Instructions for the task: What you return should be the lines of the data containing "PartialEq", each in full.

Information given:
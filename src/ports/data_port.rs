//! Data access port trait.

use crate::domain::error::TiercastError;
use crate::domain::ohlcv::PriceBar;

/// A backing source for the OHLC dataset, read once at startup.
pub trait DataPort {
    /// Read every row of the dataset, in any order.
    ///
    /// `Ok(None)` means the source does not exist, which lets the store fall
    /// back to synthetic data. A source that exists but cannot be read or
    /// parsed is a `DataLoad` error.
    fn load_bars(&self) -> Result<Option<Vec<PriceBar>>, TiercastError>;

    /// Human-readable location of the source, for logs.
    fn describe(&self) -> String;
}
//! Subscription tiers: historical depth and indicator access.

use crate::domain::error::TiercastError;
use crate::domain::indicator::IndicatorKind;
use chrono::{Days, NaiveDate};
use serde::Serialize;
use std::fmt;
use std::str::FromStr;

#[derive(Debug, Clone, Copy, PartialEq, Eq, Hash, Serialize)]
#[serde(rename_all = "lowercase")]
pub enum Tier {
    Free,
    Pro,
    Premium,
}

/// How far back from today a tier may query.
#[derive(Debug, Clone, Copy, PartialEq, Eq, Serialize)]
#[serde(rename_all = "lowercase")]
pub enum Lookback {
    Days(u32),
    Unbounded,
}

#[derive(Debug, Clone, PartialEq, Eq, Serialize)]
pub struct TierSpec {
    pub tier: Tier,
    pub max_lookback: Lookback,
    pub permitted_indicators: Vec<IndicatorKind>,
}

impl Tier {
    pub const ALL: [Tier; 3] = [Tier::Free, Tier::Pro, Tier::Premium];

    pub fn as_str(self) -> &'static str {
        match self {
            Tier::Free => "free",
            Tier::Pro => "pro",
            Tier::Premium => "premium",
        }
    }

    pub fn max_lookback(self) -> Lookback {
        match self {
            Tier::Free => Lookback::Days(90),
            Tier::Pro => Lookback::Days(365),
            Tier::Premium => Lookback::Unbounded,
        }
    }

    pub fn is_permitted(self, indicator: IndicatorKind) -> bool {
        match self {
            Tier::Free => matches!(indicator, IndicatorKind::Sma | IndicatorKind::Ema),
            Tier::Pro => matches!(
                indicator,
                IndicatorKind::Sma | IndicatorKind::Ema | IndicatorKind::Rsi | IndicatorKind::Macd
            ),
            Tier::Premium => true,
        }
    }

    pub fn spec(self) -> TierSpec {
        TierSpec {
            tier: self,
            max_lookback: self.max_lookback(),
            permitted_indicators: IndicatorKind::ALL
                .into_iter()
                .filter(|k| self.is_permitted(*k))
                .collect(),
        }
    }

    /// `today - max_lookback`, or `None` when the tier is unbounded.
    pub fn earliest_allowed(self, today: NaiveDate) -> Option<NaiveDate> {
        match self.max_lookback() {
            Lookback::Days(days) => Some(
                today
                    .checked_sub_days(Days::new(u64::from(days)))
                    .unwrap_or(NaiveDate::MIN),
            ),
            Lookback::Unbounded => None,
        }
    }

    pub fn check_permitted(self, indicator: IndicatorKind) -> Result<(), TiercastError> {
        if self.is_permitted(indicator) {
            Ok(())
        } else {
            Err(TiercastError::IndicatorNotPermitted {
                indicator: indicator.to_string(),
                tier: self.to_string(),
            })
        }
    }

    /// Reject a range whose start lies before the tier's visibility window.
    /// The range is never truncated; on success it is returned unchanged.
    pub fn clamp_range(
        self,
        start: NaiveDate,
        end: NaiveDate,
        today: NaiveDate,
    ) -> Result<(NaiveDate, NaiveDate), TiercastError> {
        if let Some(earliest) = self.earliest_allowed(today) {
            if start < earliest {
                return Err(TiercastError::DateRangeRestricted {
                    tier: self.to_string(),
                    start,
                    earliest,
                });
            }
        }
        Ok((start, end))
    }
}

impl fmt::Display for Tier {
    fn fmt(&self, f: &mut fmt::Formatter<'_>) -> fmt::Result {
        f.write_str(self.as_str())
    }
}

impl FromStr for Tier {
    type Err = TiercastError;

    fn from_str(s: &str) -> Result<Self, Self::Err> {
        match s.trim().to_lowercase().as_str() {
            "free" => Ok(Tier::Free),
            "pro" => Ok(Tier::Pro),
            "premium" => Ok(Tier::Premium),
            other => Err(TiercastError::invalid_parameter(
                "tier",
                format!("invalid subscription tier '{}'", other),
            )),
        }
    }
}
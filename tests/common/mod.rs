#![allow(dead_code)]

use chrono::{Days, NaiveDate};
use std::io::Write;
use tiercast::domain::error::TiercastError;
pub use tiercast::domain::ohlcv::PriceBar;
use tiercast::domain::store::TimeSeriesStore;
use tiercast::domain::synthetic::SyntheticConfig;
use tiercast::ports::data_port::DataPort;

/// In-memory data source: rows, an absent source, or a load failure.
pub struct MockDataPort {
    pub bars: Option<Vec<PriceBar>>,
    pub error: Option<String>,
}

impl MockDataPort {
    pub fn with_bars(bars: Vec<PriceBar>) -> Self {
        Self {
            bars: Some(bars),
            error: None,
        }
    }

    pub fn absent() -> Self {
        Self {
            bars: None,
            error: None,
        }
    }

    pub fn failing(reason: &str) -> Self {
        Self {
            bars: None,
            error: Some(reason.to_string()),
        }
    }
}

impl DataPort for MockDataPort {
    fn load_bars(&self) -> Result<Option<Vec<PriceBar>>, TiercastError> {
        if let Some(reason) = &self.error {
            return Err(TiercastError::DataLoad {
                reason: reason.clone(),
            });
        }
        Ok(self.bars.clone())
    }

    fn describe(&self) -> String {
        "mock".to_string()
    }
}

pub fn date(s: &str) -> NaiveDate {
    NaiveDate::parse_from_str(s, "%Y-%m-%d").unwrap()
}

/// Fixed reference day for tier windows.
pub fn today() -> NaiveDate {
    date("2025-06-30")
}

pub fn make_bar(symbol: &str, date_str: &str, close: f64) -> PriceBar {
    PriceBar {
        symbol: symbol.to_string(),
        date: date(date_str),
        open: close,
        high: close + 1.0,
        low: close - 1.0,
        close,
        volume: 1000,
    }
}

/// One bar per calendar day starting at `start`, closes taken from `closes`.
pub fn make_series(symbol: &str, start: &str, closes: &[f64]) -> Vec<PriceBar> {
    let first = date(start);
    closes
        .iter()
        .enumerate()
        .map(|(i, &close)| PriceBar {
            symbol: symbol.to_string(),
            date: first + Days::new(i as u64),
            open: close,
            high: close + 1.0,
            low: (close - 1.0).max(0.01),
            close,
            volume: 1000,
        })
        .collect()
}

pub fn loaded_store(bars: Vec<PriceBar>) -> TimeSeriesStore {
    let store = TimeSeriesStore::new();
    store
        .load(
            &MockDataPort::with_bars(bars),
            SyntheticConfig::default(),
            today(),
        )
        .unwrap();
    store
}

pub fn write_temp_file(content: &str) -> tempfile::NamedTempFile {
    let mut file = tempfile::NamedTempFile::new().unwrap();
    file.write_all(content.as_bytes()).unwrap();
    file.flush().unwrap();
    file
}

Answer:
#[derive(Debug, Clone, Copy, PartialEq, Eq, Hash, Serialize)]
#[derive(Debug, Clone, Copy, PartialEq, Eq, Serialize)]
#[derive(Debug, Clone, PartialEq, Eq, Serialize)]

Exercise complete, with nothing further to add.